• Task instructions
Everything in the records should be repeated exactly, down to the last character.

Start of Block

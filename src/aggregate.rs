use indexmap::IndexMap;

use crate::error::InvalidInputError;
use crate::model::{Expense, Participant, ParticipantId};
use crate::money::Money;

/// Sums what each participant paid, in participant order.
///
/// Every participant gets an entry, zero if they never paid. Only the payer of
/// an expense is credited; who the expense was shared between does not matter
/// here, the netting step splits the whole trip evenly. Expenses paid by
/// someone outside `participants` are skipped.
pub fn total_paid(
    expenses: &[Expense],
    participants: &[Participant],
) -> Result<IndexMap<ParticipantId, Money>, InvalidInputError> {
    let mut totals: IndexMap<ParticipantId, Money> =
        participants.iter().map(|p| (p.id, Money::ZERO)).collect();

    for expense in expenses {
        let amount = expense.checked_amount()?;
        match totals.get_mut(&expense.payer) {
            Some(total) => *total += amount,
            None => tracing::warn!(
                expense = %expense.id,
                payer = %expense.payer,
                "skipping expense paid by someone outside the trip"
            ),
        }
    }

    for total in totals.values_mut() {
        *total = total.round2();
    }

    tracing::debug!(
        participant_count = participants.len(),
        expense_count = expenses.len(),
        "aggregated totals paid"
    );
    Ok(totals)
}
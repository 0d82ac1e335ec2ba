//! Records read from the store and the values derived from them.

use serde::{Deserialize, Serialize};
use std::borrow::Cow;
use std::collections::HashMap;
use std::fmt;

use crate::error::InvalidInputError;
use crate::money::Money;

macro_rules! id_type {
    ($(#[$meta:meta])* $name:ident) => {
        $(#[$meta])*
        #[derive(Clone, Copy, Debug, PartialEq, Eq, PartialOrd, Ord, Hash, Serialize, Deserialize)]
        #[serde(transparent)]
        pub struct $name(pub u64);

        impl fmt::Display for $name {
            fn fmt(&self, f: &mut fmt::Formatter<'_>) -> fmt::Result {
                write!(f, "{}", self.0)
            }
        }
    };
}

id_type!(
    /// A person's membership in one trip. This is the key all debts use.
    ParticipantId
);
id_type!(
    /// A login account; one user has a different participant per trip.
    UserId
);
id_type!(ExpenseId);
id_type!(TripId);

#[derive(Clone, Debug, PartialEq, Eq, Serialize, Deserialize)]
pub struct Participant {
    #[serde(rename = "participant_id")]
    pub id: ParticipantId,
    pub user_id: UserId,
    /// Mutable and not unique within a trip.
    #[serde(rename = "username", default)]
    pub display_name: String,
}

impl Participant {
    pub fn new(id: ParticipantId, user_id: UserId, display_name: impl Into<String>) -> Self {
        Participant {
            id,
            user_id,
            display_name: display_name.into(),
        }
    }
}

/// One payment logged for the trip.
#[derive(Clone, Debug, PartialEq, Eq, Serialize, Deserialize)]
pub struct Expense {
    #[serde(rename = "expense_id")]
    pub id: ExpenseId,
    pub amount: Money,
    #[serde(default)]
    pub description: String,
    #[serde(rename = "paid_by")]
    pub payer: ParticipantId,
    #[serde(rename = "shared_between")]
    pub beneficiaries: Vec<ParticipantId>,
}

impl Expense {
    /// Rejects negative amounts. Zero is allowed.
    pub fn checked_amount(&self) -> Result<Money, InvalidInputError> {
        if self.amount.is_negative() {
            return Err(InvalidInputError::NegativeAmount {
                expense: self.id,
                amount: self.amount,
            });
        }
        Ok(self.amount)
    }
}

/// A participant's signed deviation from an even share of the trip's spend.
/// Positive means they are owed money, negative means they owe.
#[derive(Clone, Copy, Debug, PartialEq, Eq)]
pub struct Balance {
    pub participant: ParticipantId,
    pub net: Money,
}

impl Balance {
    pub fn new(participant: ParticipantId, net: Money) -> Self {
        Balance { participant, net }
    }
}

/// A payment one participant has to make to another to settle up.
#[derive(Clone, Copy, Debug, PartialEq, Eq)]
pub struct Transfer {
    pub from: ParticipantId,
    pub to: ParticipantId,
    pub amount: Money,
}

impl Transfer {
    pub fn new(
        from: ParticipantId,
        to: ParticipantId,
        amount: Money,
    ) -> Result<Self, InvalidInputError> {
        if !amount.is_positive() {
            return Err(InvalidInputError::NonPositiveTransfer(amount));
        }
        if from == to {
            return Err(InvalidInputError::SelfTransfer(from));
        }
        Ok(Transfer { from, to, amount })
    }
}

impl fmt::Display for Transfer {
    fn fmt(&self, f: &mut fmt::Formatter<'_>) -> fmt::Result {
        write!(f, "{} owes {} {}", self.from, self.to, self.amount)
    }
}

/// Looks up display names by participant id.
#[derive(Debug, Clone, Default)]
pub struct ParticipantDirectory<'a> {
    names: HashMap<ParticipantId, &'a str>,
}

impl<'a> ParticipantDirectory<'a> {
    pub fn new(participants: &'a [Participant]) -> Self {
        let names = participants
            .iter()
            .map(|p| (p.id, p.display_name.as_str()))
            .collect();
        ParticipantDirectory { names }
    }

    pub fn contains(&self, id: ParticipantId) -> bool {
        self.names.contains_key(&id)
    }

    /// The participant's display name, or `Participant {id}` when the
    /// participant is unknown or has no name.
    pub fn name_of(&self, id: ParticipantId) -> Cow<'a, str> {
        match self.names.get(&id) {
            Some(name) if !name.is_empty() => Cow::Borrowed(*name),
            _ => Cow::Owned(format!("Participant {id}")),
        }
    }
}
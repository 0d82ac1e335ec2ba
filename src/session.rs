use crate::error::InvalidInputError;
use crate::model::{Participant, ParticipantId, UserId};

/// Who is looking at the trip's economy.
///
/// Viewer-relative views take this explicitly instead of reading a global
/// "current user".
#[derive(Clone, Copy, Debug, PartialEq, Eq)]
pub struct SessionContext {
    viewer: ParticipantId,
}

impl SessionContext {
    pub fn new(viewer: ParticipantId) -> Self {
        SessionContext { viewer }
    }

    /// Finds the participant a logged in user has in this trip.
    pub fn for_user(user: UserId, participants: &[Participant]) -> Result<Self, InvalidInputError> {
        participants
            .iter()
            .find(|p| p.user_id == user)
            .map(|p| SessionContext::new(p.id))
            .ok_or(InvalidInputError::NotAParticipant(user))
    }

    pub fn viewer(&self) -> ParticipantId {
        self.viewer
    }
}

End of Block

• Task output
filename src/aggregate.rs
use indexmap::IndexMap;

use crate::error::InvalidInputError;
use crate::model::{Expense, Participant, ParticipantId};
use crate::money::Money;

/// Sums what each participant paid, in participant order.
///
/// Every participant gets an entry, zero if they never paid. Only the payer of
/// an expense is credited; who the expense was shared between does not matter
/// here, the netting step splits the whole trip evenly. Expenses paid by
/// someone outside `participants` are skipped.
pub fn total_paid(
    expenses: &[Expense],
    participants: &[Participant],
) -> Result<IndexMap<ParticipantId, Money>, InvalidInputError> {
    let mut totals: IndexMap<ParticipantId, Money> =
        participants.iter().map(|p| (p.id, Money::ZERO)).collect();

    for expense in expenses {
        let amount = expense.checked_amount()?;
        match totals.get_mut(&expense.payer) {
            Some(total) => *total += amount,
            None => tracing::warn!(
                expense = %expense.id,
                payer = %expense.payer,
                "skipping expense paid by someone outside the trip"
            ),
        }
    }

    for total in totals.values_mut() {
        *total = total.round2();
    }

    tracing::debug!(
        participant_count = participants.len(),
        expense_count = expenses.len(),
        "aggregated totals paid"
    );
    Ok(totals)
}
repository 0d82ac1e335ec2ba
//! Records read from the store and the values derived from them.

use serde::{Deserialize, Serialize};
use std::borrow::Cow;
use std::collections::HashMap;
use std::fmt;

use crate::error::InvalidInputError;
use crate::money::Money;

macro_rules! id_type {
    ($(#[$meta:meta])* $name:ident) => {
        $(#[$meta])*
        #[derive(Clone, Copy, Debug, PartialEq, Eq, PartialOrd, Ord, Hash, Serialize, Deserialize)]
        #[serde(transparent)]
        pub struct $name(pub u64);

        impl fmt::Display for $name {
            fn fmt(&self, f: &mut fmt::Formatter<'_>) -> fmt::Result {
                write!(f, "{}", self.0)
            }
        }
    };
}

id_type!(
    /// A person's membership in one trip. This is the key all debts use.
    ParticipantId
);
id_type!(
    /// A login account; one user has a different participant per trip.
    UserId
);
id_type!(ExpenseId);
id_type!(TripId);

#[derive(Clone, Debug, PartialEq, Eq, Serialize, Deserialize)]
pub struct Participant {
    #[serde(rename = "participant_id")]
    pub id: ParticipantId,
    pub user_id: UserId,
    /// Mutable and not unique within a trip.
    #[serde(rename = "username", default)]
    pub display_name: String,
}

impl Participant {
    pub fn new(id: ParticipantId, user_id: UserId, display_name: impl Into<String>) -> Self {
        Participant {
            id,
            user_id,
            display_name: display_name.into(),
        }
    }
}

/// One payment logged for the trip.
#[derive(Clone, Debug, PartialEq, Eq, Serialize, Deserialize)]
pub struct Expense {
    #[serde(rename = "expense_id")]
    pub id: ExpenseId,
    pub amount: Money,
    #[serde(default)]
    pub description: String,
    #[serde(rename = "paid_by")]
    pub payer: ParticipantId,
    #[serde(rename = "shared_between")]
    pub beneficiaries: Vec<ParticipantId>,
}

impl Expense {
    /// Rejects negative amounts. Zero is allowed.
    pub fn checked_amount(&self) -> Result<Money, InvalidInputError> {
        if self.amount.is_negative() {
            return Err(InvalidInputError::NegativeAmount {
                expense: self.id,
                amount: self.amount,
            });
        }
        Ok(self.amount)
    }
}

/// A participant's signed deviation from an even share of the trip's spend.
/// Positive means they are owed money, negative means they owe.
#[derive(Clone, Copy, Debug, PartialEq, Eq)]
pub struct Balance {
    pub participant: ParticipantId,
    pub net: Money,
}

impl Balance {
    pub fn new(participant: ParticipantId, net: Money) -> Self {
        Balance { participant, net }
    }
}

/// A payment one participant has to make to another to settle up.
#[derive(Clone, Copy, Debug, PartialEq, Eq)]
pub struct Transfer {
    pub from: ParticipantId,
    pub to: ParticipantId,
    pub amount: Money,
}

impl Transfer {
    pub fn new(
        from: ParticipantId,
        to: ParticipantId,
        amount: Money,
    ) -> Result<Self, InvalidInputError> {
        if !amount.is_positive() {
            return Err(InvalidInputError::NonPositiveTransfer(amount));
        }
        if from == to {
            return Err(InvalidInputError::SelfTransfer(from));
        }
        Ok(Transfer { from, to, amount })
    }
}

impl fmt::Display for Transfer {
    fn fmt(&self, f: &mut fmt::Formatter<'_>) -> fmt::Result {
        write!(f, "{} owes {} {}", self.from, self.to, self.amount)
    }
}

/// Looks up display names by participant id.
#[derive(Debug, Clone, Default)]
pub struct ParticipantDirectory<'a> {
    names: HashMap<ParticipantId, &'a str>,
}

impl<'a> ParticipantDirectory<'a> {
    pub fn new(participants: &'a [Participant]) -> Self {
        let names = participants
            .iter()
            .map(|p| (p.id, p.display_name.as_str()))
            .collect();
        ParticipantDirectory { names }
    }

    pub fn contains(&self, id: ParticipantId) -> bool {
        self.names.contains_key(&id)
    }

    /// The participant's display name, or `Participant {id}` when the
    /// participant is unknown or has no name.
    pub fn name_of(&self, id: ParticipantId) -> Cow<'a, str> {
        match self.names.get(&id) {
            Some(name) if !name.is_empty() => Cow::Borrowed(*name),
            _ => Cow::Owned(format!("Participant {id}")),
        }
    }
}
repository 0d82ac1e335ec2ba
filename src/session.rs
use crate::error::InvalidInputError;
use crate::model::{Participant, ParticipantId, UserId};

/// Who is looking at the trip's economy.
///
/// Viewer-relative views take this explicitly instead of reading a global
/// "current user".
#[derive(Clone, Copy, Debug, PartialEq, Eq)]
pub struct SessionContext {
    viewer: ParticipantId,
}

impl SessionContext {
    pub fn new(viewer: ParticipantId) -> Self {
        SessionContext { viewer }
    }

    /// Finds the participant a logged in user has in this trip.
    pub fn for_user(user: UserId, participants: &[Participant]) -> Result<Self, InvalidInputError> {
        participants
            .iter()
            .find(|p| p.user_id == user)
            .map(|p| SessionContext::new(p.id))
            .ok_or(InvalidInputError::NotAParticipant(user))
    }

    pub fn viewer(&self) -> ParticipantId {
        self.viewer
    }
}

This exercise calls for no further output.